Wood Group already has substantial carbon-related experience, much of it gained in the US supporting operators in their quest to boost output from depleted hydrocarbons reservoirs.
The company’s chief executive – engineering, Mike Straughen, said: “We do a lot of the engineering work for Occidental and, as the momentum has built on carbon capture and storage, we’ve looked at the market, looked at what we have to offer and realised that we have a lot of skills already … for instance, separating out CO, transporting it and injecting it for enhanced oil recovery. We’ve pulled that experience together and, in a similar manner to renewables, taken that to the market. At the end of last year, we secured a large contract with Masdar for the green-city scheme they’re building in Abu Dhabi. Reality is that, at the moment, there isn’t any large-scale CO capture and sequestration project other than as a byproduct from gas production. The concept is that Masdar will be the first carbon-neutral city in the world.”

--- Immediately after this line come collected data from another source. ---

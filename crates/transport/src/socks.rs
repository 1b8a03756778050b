//! reqwest sessions routed through a SOCKS5 proxy.
//!
//! Every session carries the same default headers so requests from different
//! exits cannot be told apart by header variance. `socks5h` resolves DNS on
//! the proxy side, keeping lookups inside the anonymizing network.
//!
//! Each session also presents its own random SOCKS username and password.
//! Tor's `IsolateSOCKSAuth` (on by default) never lets streams with
//! different credentials share a circuit, so a session keeps the exit it
//! was built on after later `NEWNYM` rotations.

use std::future::Future;
use std::net::SocketAddr;
use std::pin::Pin;
use std::time::Duration;

use rand::RngExt;
use reqwest::header::{ACCEPT, ACCEPT_LANGUAGE, HeaderMap, HeaderValue, USER_AGENT};
use tracing::debug;

use crate::{HttpResponse, HttpSession, Result, SessionBuilder, TransportError};

const DEFAULT_USER_AGENT: &str = "Mozilla/5.0 (Windows NT 10.0; Win64; x64) AppleWebKit/537.36 (KHTML, like Gecko) Chrome/91.0.4472.124 Safari/537.36";
const DEFAULT_ACCEPT: &str =
    "text/html,application/xhtml+xml,application/xml;q=0.9,image/webp,*/*;q=0.8";
const DEFAULT_ACCEPT_LANGUAGE: &str = "en-US,en;q=0.5";

/// Per-session SOCKS credentials. Only their uniqueness matters to Tor.
#[derive(Debug, Clone, PartialEq, Eq)]
struct IsolationCredentials {
    username: String,
    password: String,
}

impl IsolationCredentials {
    fn random() -> Self {
        let mut rng = rand::rng();
        Self {
            username: format!("{:016x}", rng.random::<u64>()),
            password: format!("{:016x}", rng.random::<u64>()),
        }
    }
}

/// Builds `ReqwestSession`s bound to a SOCKS5 endpoint, each on its own
/// isolated circuit.
#[derive(Debug, Clone)]
pub struct SocksSessionBuilder {
    socks_addr: SocketAddr,
    headers: HeaderMap,
}

impl SocksSessionBuilder {
    pub fn new(socks_addr: SocketAddr) -> Self {
        Self {
            socks_addr,
            headers: default_headers(),
        }
    }

    /// Proxy endpoint, without credentials.
    pub fn proxy_url(&self) -> String {
        format!("socks5h://{}", self.socks_addr)
    }

    fn isolated_proxy_url(&self, credentials: &IsolationCredentials) -> String {
        format!(
            "socks5h://{}:{}@{}",
            credentials.username, credentials.password, self.socks_addr
        )
    }
}

impl SessionBuilder for SocksSessionBuilder {
    fn build(&self) -> Result<Box<dyn HttpSession>> {
        let credentials = IsolationCredentials::random();
        let proxy = reqwest::Proxy::all(self.isolated_proxy_url(&credentials))
            .map_err(|e| {
                TransportError::Build(format!("invalid proxy {}: {e}", self.proxy_url()))
            })?;
        let client = reqwest::Client::builder()
            .proxy(proxy)
            .default_headers(self.headers.clone())
            .build()
            .map_err(|e| TransportError::Build(e.to_string()))?;
        debug!(proxy = %self.proxy_url(), isolation = %credentials.username, "built session");
        Ok(Box::new(ReqwestSession { client }))
    }
}

/// Session backed by a reqwest client with its own connection pool.
pub struct ReqwestSession {
    client: reqwest::Client,
}

impl HttpSession for ReqwestSession {
    fn get<'a>(
        &'a self,
        url: &'a str,
        timeout: Duration,
    ) -> Pin<Box<dyn Future<Output = Result<HttpResponse>> + Send + 'a>> {
        Box::pin(async move {
            let response = self
                .client
                .get(url)
                .timeout(timeout)
                .send()
                .await
                .map_err(|e| classify(e, timeout))?;
            let status = response.status().as_u16();
            let body = response.text().await.map_err(|e| classify(e, timeout))?;
            Ok(HttpResponse { status, body })
        })
    }
}

fn classify(error: reqwest::Error, timeout: Duration) -> TransportError {
    if error.is_timeout() {
        TransportError::Timeout(timeout)
    } else if error.is_connect() {
        TransportError::Connect(error.to_string())
    } else {
        TransportError::Request(error.to_string())
    }
}

fn default_headers() -> HeaderMap {
    let mut headers = HeaderMap::new();
    headers.insert(USER_AGENT, HeaderValue::from_static(DEFAULT_USER_AGENT));
    headers.insert(ACCEPT, HeaderValue::from_static(DEFAULT_ACCEPT));
    headers.insert(
        ACCEPT_LANGUAGE,
        HeaderValue::from_static(DEFAULT_ACCEPT_LANGUAGE),
    );
    headers
}
//! Control-port connection and the `ControlChannel` seam
//!
//! Replies are one or more lines of the form `CODE<sep>text`, where `sep` is
//! `-` for a continuation line, `+` for a data line and a space for the final
//! line. Only the code of the final line decides success.

use std::future::Future;
use std::net::SocketAddr;
use std::path::PathBuf;
use std::pin::Pin;
use std::time::Duration;

use common::Secret;
use tokio::io::{AsyncBufReadExt, AsyncWriteExt, BufReader};
use tokio::net::TcpStream;
use tokio::net::tcp::{OwnedReadHalf, OwnedWriteHalf};
use tracing::{debug, info};

use crate::constants::REPLY_OK;
use crate::error::{Error, Result};

/// Anonymizing-network control channel as seen by the identity factory.
///
/// Uses `Pin<Box<dyn Future>>` return types for dyn-compatibility (`Arc<dyn ControlChannel>`).
pub trait ControlChannel: Send + Sync {
    /// Rotate onto a new circuit. Must fail rather than leave the caller on
    /// a stale circuit.
    fn request_new_circuit(&self) -> Pin<Box<dyn Future<Output = Result<()>> + Send + '_>>;
}

/// How to authenticate to the control port.
#[derive(Debug, Clone)]
pub enum ControlAuth {
    /// `CookieAuthentication 0` and no `HashedControlPassword`
    Null,
    /// `HashedControlPassword` set in torrc
    Password(Secret<String>),
    /// `CookieAuthentication 1`; path to the cookie file
    Cookie(PathBuf),
}

/// Signals understood by `SIGNAL`.
#[derive(Debug, Clone, Copy, PartialEq, Eq)]
pub enum Signal {
    NewNym,
}

impl Signal {
    pub fn keyword(&self) -> &'static str {
        match self {
            Signal::NewNym => "NEWNYM",
        }
    }
}

/// A complete control reply.
#[derive(Debug, Clone, PartialEq, Eq)]
pub struct Reply {
    pub code: u16,
    pub lines: Vec<String>,
}

impl Reply {
    pub fn is_ok(&self) -> bool {
        self.code == REPLY_OK
    }

    /// Text of the final line.
    pub fn message(&self) -> &str {
        self.lines.last().map(String::as_str).unwrap_or("")
    }
}

/// Split a reply line into (code, separator, text).
pub fn parse_reply_line(line: &str) -> Result<(u16, char, &str)> {
    if line.len() < 4 || !line.is_char_boundary(3) || !line.is_char_boundary(4) {
        return Err(Error::Protocol(format!("reply line too short: {line:?}")));
    }
    let code = line[..3]
        .parse::<u16>()
        .map_err(|_| Error::Protocol(format!("non-numeric reply code: {line:?}")))?;
    let sep = line[3..4].chars().next().unwrap_or(' ');
    if !matches!(sep, ' ' | '-' | '+') {
        return Err(Error::Protocol(format!("bad reply separator: {line:?}")));
    }
    Ok((code, sep, &line[4..]))
}

/// Connects to a Tor control port on demand.
///
/// Each rotation opens its own short-lived connection, so a dropped control
/// connection never poisons later attempts.
#[derive(Debug, Clone)]
pub struct TorController {
    addr: SocketAddr,
    auth: ControlAuth,
    timeout: Duration,
}

impl TorController {
    pub fn new(addr: SocketAddr, auth: ControlAuth, timeout: Duration) -> Self {
        Self {
            addr,
            auth,
            timeout,
        }
    }

    pub fn addr(&self) -> SocketAddr {
        self.addr
    }

    /// Open an unauthenticated control connection.
    pub async fn connect(&self) -> Result<ControlConnection> {
        let stream = match tokio::time::timeout(self.timeout, TcpStream::connect(self.addr)).await
        {
            Ok(Ok(stream)) => stream,
            Ok(Err(e)) => return Err(Error::Connect(format!("{}: {e}", self.addr))),
            Err(_) => return Err(Error::Timeout(self.timeout)),
        };
        debug!(addr = %self.addr, "control connection opened");
        let (read, write) = stream.into_split();
        Ok(ControlConnection {
            reader: BufReader::new(read),
            writer: write,
            timeout: self.timeout,
        })
    }
}

impl ControlChannel for TorController {
    fn request_new_circuit(&self) -> Pin<Box<dyn Future<Output = Result<()>> + Send + '_>> {
        Box::pin(async move {
            let mut conn = self.connect().await?;
            conn.authenticate(&self.auth).await?;
            conn.signal(Signal::NewNym).await?;
            info!(addr = %self.addr, "requested new circuit");
            Ok(())
        })
    }
}

/// An open control connection.
pub struct ControlConnection {
    reader: BufReader<OwnedReadHalf>,
    writer: OwnedWriteHalf,
    timeout: Duration,
}

impl ControlConnection {
    pub async fn authenticate(&mut self, auth: &ControlAuth) -> Result<()> {
        let command = match auth {
            ControlAuth::Null => "AUTHENTICATE".to_string(),
            ControlAuth::Password(password) => {
                format!("AUTHENTICATE {}", quote(password.expose()))
            }
            ControlAuth::Cookie(path) => {
                let cookie = tokio::fs::read(path).await.map_err(|e| {
                    Error::Authentication(format!("reading cookie {}: {e}", path.display()))
                })?;
                format!("AUTHENTICATE {}", hex_upper(&cookie))
            }
        };
        let reply = self.command(&command).await?;
        if !reply.is_ok() {
            return Err(Error::Authentication(format!(
                "{} {}",
                reply.code,
                reply.message()
            )));
        }
        debug!("control connection authenticated");
        Ok(())
    }

    pub async fn signal(&mut self, signal: Signal) -> Result<()> {
        let command = format!("SIGNAL {}", signal.keyword());
        let reply = self.command(&command).await?;
        if !reply.is_ok() {
            return Err(Error::Rejected {
                command,
                code: reply.code,
                message: reply.message().to_string(),
            });
        }
        Ok(())
    }

    /// Send one command line and read its full reply.
    async fn command(&mut self, line: &str) -> Result<Reply> {
        let timeout = self.timeout;
        match tokio::time::timeout(timeout, self.exchange(line)).await {
            Ok(result) => result,
            Err(_) => Err(Error::Timeout(timeout)),
        }
    }

    async fn exchange(&mut self, line: &str) -> Result<Reply> {
        self.writer
            .write_all(format!("{line}\r\n").as_bytes())
            .await
            .map_err(|e| Error::Io(format!("writing control command: {e}")))?;
        self.writer
            .flush()
            .await
            .map_err(|e| Error::Io(format!("flushing control command: {e}")))?;

        let mut lines = Vec::new();
        loop {
            let mut raw = String::new();
            let n = self
                .reader
                .read_line(&mut raw)
                .await
                .map_err(|e| Error::Io(format!("reading control reply: {e}")))?;
            if n == 0 {
                return Err(Error::Protocol("control connection closed mid-reply".into()));
            }
            let trimmed = raw.trim_end_matches(['\r', '\n']);
            let (code, sep, text) = parse_reply_line(trimmed)?;
            lines.push(text.to_string());
            if sep == '+' {
                self.skip_data_block().await?;
            }
            if sep == ' ' {
                return Ok(Reply { code, lines });
            }
        }
    }

    /// Consume a `+` data block up to its terminating `.` line.
    async fn skip_data_block(&mut self) -> Result<()> {
        loop {
            let mut raw = String::new();
            let n = self
                .reader
                .read_line(&mut raw)
                .await
                .map_err(|e| Error::Io(format!("reading control data: {e}")))?;
            if n == 0 {
                return Err(Error::Protocol("control connection closed mid-data".into()));
            }
            if raw.trim_end_matches(['\r', '\n']) == "." {
                return Ok(());
            }
        }
    }
}

fn quote(value: &str) -> String {
    let mut out = String::with_capacity(value.len() + 2);
    out.push('"');
    for c in value.chars() {
        if c == '"' || c == '\\' {
            out.push('\\');
        }
        out.push(c);
    }
    out.push('"');
    out
}

fn hex_upper(bytes: &[u8]) -> String {
    bytes.iter().map(|b| format!("{b:02X}")).collect()
}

Straughen agreed that what is happening in Abu Dhabi, or indeed China, puts Europe to shame.
“There are some positives in Europe, but there has been a propensity to talk about things, and you’ll see a lot of people badging carbon capture, but it’s just a lot of hot air.
“With Masdar, they’re putting real money into it. Plans are to have this operational by 2013. It’s large-scale and will potentially capture carbon from a variety of facilities, including steel mills, an aluminium smelter, power plant and hydrogen plant, and then transport the CO up to 300km (186 miles) and inject it into oil/gas reservoirs for enhanced recovery.
“We’re doing our Masdar work through Wood Group facilities in Houston and our office in Abu Dhabi, where we have local knowledge and a lot of pipeline expertise.”
Turning to the UK, Straughen said the company had started to get engaged in the CCS debate and had secured some study work.
Indeed, the group is embedded in the system, as chairman Sir Ian Wood sits on the Scottish Government’s energy advisory group, while Straughen is a member of the energy technology partnership advisory group.
Straughen: “There are two things that stand out as far as carbon capture goes. I agree it has the potential to play a significant part in tackling climate change.
“One is the technical challenges … the capture technology. There aren’t any large-scale fossil-fuelled power-generation demonstrator projects currently functioning.
“There’s phenomenal potential. If you look at coal and its utilisation, around 50% of US power generation is coal-fired; go to India and China and you’re up to 70-80%.
“So imagine finding the silver bullet for clean coal.”
However, at this time, carbon-capture technologies are both rudimentary and judged to be expensive.